In our evaluation, the accelerated GBS test was found to perform well for the detection of GBS in antepartum patients, was easy to use, and had the unique potential for applying antibiotic resistance testing during the culture step. These characteristics may allow for the implementation of this test across a wide range of clinical scenarios in geographical settings where access to specialized equipment is limited. By modifying the antibodies used during this test, one may substitute specificity for GBS with other organisms, such as Escherichia coli, Neisseria gonorrhoeae, or Enterococcus. The potential exists for the simultaneous identification of a microbe and determination of its resistance profile, so that a clinician may be armed with both of the identification of the agent causing infection and the appropriate antibiotic needed to provide optimal treatment.

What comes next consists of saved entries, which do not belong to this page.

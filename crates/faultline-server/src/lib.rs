//! HTTP server for faultline.
//!
//! A single stateless `/analyze` endpoint plus `/health` and `/info`, backed
//! by the same investigation and LLM pipeline the CLI drives interactively.

pub mod auth;
pub mod http;

use std::sync::Arc;

use faultline_core::config::FaultlineConfig;
use faultline_llm::GeminiClient;

/// Shared, read-only server state. `FaultlineConfig` is captured once at
/// startup -- env-driven access control is not re-read per request.
pub struct AppState {
    pub config: FaultlineConfig,
    pub client: GeminiClient,
}

pub type SharedState = Arc<AppState>;

impl AppState {
    pub fn new(config: FaultlineConfig) -> Self {
        let client = GeminiClient::new(&config.llm);
        AppState { config, client }
    }
}

/// Starts the HTTP server on `port`, binding to all interfaces.
pub async fn serve(state: SharedState, port: u16) -> std::io::Result<()> {
    let app = http::router(state);
    let listener = tokio::net::TcpListener::bind(("0.0.0.0", port)).await?;
    tracing::info!(port, "faultline HTTP API listening");
    axum::serve(listener, app).await
}
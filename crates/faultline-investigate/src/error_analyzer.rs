//! Coarse error categorization and keyword-overlap file scoring, used when
//! no traceback frames are available to drive investigation directly.

use std::collections::HashSet;
use std::fs;

use faultline_core::types::{CandidateFile, ErrorCategory, ProjectDescriptor};
use faultline_parsers::registry::ParserRegistry;
use faultline_parsers::treesitter::detect_language;

/// HTTP methods kept as keywords regardless of length.
const HTTP_VERBS: &[&str] = &["get", "post", "put", "patch", "delete", "head", "options"];

/// How much of each candidate file's content is scanned for keyword
/// overlap -- bounded so scoring a large project stays cheap.
const CONTENT_SCAN_BYTES: usize = 64 * 1024;

/// Classifies a top-level error message into a broad category, used to
/// decide what to emphasize in the rendered prompt.
pub fn categorize_error(message: &str) -> ErrorCategory {
    let lowered = message.to_lowercase();
    if contains_any(&lowered, &["connection", "timeout", "http", "fetch", "socket"]) {
        ErrorCategory::Http
    } else if contains_any(&lowered, &["sql", "database", "query", "constraint", "deadlock"]) {
        ErrorCategory::Database
    } else if contains_any(&lowered, &["import", "module not found", "cannot find module", "no module named"]) {
        ErrorCategory::Import
    } else if contains_any(&lowered, &["type error", "cannot cast", "typeerror", "classcastexception"]) {
        ErrorCategory::Type
    } else if contains_any(&lowered, &["panic", "exception", "error", "fault"]) {
        ErrorCategory::Runtime
    } else {
        ErrorCategory::Other
    }
}

fn contains_any(haystack: &str, needles: &[&str]) -> bool {
    needles.iter().any(|n| haystack.contains(n))
}

/// Identifiers longer than three characters, plus quoted literals, HTTP
/// verbs, and status codes kept regardless of length -- short signal words
/// that a length filter alone would otherwise discard.
pub fn extract_keywords(message: &str) -> Vec<String> {
    let mut keywords: HashSet<String> = message
        .split(|c: char| !c.is_alphanumeric() && c != '_')
        .filter(|w| w.len() > 3)
        .map(|w| w.to_lowercase())
        .collect();

    for word in message.split(|c: char| !c.is_alphanumeric() && c != '_') {
        let lowered = word.to_lowercase();
        let is_status_code = word.len() == 3 && word.chars().all(|c| c.is_ascii_digit());
        let is_http_verb = HTTP_VERBS.contains(&lowered.as_str());
        if is_status_code || is_http_verb {
            keywords.insert(lowered);
        }
    }

    for quote in ['\'', '"'] {
        let mut rest = message;
        while let Some(start) = rest.find(quote) {
            rest = &rest[start + quote.len_utf8()..];
            let Some(end) = rest.find(quote) else { break };
            let literal = &rest[..end];
            if !literal.is_empty() {
                keywords.insert(literal.to_lowercase());
            }
            rest = &rest[end + quote.len_utf8()..];
        }
    }

    for token in message.split_whitespace() {
        let trimmed = token.trim_matches(|c: char| !c.is_alphanumeric() && c != '/' && c != '_' && c != '.');
        if trimmed.len() > 1 && trimmed.contains('/') {
            keywords.insert(trimmed.to_lowercase());
        }
    }

    keywords.into_iter().collect()
}

/// Scores every scanned source file by how many error-message keywords
/// appear in its path, its defined symbol names, or its content (first
/// [`CONTENT_SCAN_BYTES`] bytes), highest first.
pub fn find_candidate_files(project: &ProjectDescriptor, message: &str) -> Vec<CandidateFile> {
    let keywords = extract_keywords(message);
    if keywords.is_empty() {
        return Vec::new();
    }

    let mut registry = ParserRegistry::new();
    let mut scored: Vec<CandidateFile> = project
        .source_files
        .iter()
        .filter_map(|path| {
            let mut matched: HashSet<String> = HashSet::new();

            let path_text = path.to_string_lossy().to_lowercase();
            matched.extend(keywords.iter().filter(|k| path_text.contains(k.as_str())).cloned());

            if let Ok(full_contents) = fs::read_to_string(path) {
                let scanned: String = full_contents.chars().take(CONTENT_SCAN_BYTES).collect();
                let scanned_lower = scanned.to_lowercase();
                matched.extend(keywords.iter().filter(|k| scanned_lower.contains(k.as_str())).cloned());

                if let Some(language) = detect_language(path) {
                    let symbol_names: String = registry
                        .extract_all(language, path, &scanned)
                        .into_iter()
                        .map(|s| s.name.to_lowercase())
                        .collect::<Vec<_>>()
                        .join(" ");
                    matched.extend(keywords.iter().filter(|k| symbol_names.contains(k.as_str())).cloned());
                }
            }

            if matched.is_empty() {
                return None;
            }
            let matched: Vec<String> = matched.into_iter().collect();
            Some(CandidateFile {
                path: path.clone(),
                score: matched.len() as f64,
                matched_keywords: matched,
            })
        })
        .collect();

    scored.sort_by(|a, b| b.score.partial_cmp(&a.score).unwrap_or(std::cmp::Ordering::Equal));
    scored
}

#[cfg(test)]
mod tests {
    use super::*;
    use faultline_core::types::ProjectType;
    use std::path::PathBuf;

    #[test]
    fn categorizes_database_errors() {
        assert_eq!(
            categorize_error("psycopg2.errors.UniqueViolation: duplicate key value violates unique constraint"),
            ErrorCategory::Database
        );
    }

    #[test]
    fn categorizes_import_errors() {
        assert_eq!(categorize_error("ModuleNotFoundError: No module named 'requests'"), ErrorCategory::Import);
    }

    #[test]
    fn scores_files_by_keyword_overlap_in_name() {
        let project = ProjectDescriptor {
            root: PathBuf::from("/app"),
            project_type: ProjectType::Python,
            frameworks: vec![],
            entry_points: vec![],
            source_files: vec![PathBuf::from("/app/payment_gateway.py"), PathBuf::from("/app/utils.py")],
        };
        let candidates = find_candidate_files(&project, "payment gateway timeout while charging card");
        assert_eq!(candidates[0].path, PathBuf::from("/app/payment_gateway.py"));
    }

    #[test]
    fn keeps_short_status_codes_and_http_verbs() {
        let keywords = extract_keywords("GET /v1/orders failed with 404 not found");
        assert!(keywords.contains(&"get".to_string()));
        assert!(keywords.contains(&"404".to_string()));
        assert!(keywords.contains(&"/v1/orders".to_string()));
    }

    #[test]
    fn matches_candidate_files_on_content_not_just_name() {
        let dir = tempfile::tempdir().unwrap();
        let unrelated_path = dir.path().join("unrelated.py");
        fs::write(&unrelated_path, "def noop():\n    return None\n").unwrap();
        let worker_path = dir.path().join("worker.py");
        fs::write(&worker_path, "def handle_refund(order_id):\n    raise ValueError('refund failed')\n").unwrap();

        let project = ProjectDescriptor {
            root: dir.path().to_path_buf(),
            project_type: ProjectType::Python,
            frameworks: vec![],
            entry_points: vec![],
            source_files: vec![unrelated_path, worker_path.clone()],
        };
        let candidates = find_candidate_files(&project, "refund processing raised ValueError");
        assert_eq!(candidates[0].path, worker_path);
    }
}
//! The default `faultline` command: parse a log, investigate, propose a
//! fix, and -- unless `--no-apply` is set -- apply it after confirmation.

use std::io::Read;
use std::path::PathBuf;

use dialoguer::Confirm;
use faultline_core::config::FaultlineConfig;
use faultline_core::error::{FaultlineError, Result};
use faultline_core::types::Language;
use faultline_investigate::investigate;
use faultline_llm::GeminiClient;
use faultline_patch::{apply_patch_set, compute_diffs};

pub async fn run(log_file: Option<PathBuf>, root: PathBuf, language: Option<String>, no_apply: bool) -> Result<()> {
    let log = read_log(log_file.as_deref())?;
    if log.trim().is_empty() {
        return Err(FaultlineError::LogEmpty);
    }

    let hint = language.as_deref().and_then(Language::from_str_loose);
    let parsed = faultline_parsers::traceback::parse(&log, hint);
    if hint.is_none() && parsed.language == Language::Unknown && parsed.frames.is_empty() {
        tracing::warn!("language could not be detected from the log; continuing with traceback-less analysis");
    }

    let config = FaultlineConfig::from_env();
    let context = investigate(
        &root,
        &parsed.frames,
        parsed.language,
        parsed.error_message.as_deref(),
        &config.size_caps,
    );

    let prompt = faultline_llm::build_prompt(&log, &context);
    let client = GeminiClient::new(&config.llm);
    let proposal = client.generate_fix_proposal(&prompt).await?;

    let diffs = compute_diffs(&root, &proposal);
    for diff in &diffs {
        println!("{}", diff.diff_text);
    }
    println!("\n{}", proposal.explanation);

    if no_apply {
        return Ok(());
    }

    let confirmed = Confirm::new()
        .with_prompt("Apply these changes?")
        .default(true)
        .interact()
        .unwrap_or(false);
    if !confirmed {
        println!("Not applied.");
        return Ok(());
    }

    let result = apply_patch_set(&root, &proposal, &config.size_caps);
    for file in &result.applied {
        println!("applied {}{}", file.filepath, if file.backed_up { " (backup saved)" } else { "" });
    }
    for (filepath, reason) in &result.failed {
        eprintln!("failed to apply {filepath}: {reason}");
    }

    Ok(())
}

fn read_log(path: Option<&std::path::Path>) -> Result<String> {
    match path {
        Some(p) => std::fs::read_to_string(p).map_err(FaultlineError::from),
        None => {
            let mut buf = String::new();
            std::io::stdin().read_to_string(&mut buf)?;
            Ok(buf)
        }
    }
}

This not only has the potential of saving time and resources, but will also allow for improved clinical outcomes and reduce the burden of microbial resistance which may develop from empirical prophylaxis.

5. Conclusions

Antepartum GBS colonization was identified in 6.5 hours with a novel immunoblot-based test using an antibody-coated nitrocellulose membrane with a high level of validity and demonstrating substantial agreement between observers.


None of the authors have a conflict of interest to report.


The antibody-based GBS test (QuickTest) was provided by Nanologix, Inc., Hubbard, Ohio, at no charge. The abstract was accepted for presentation at the 33rd annual Society of Maternal Fetal Medicine meeting, 2013.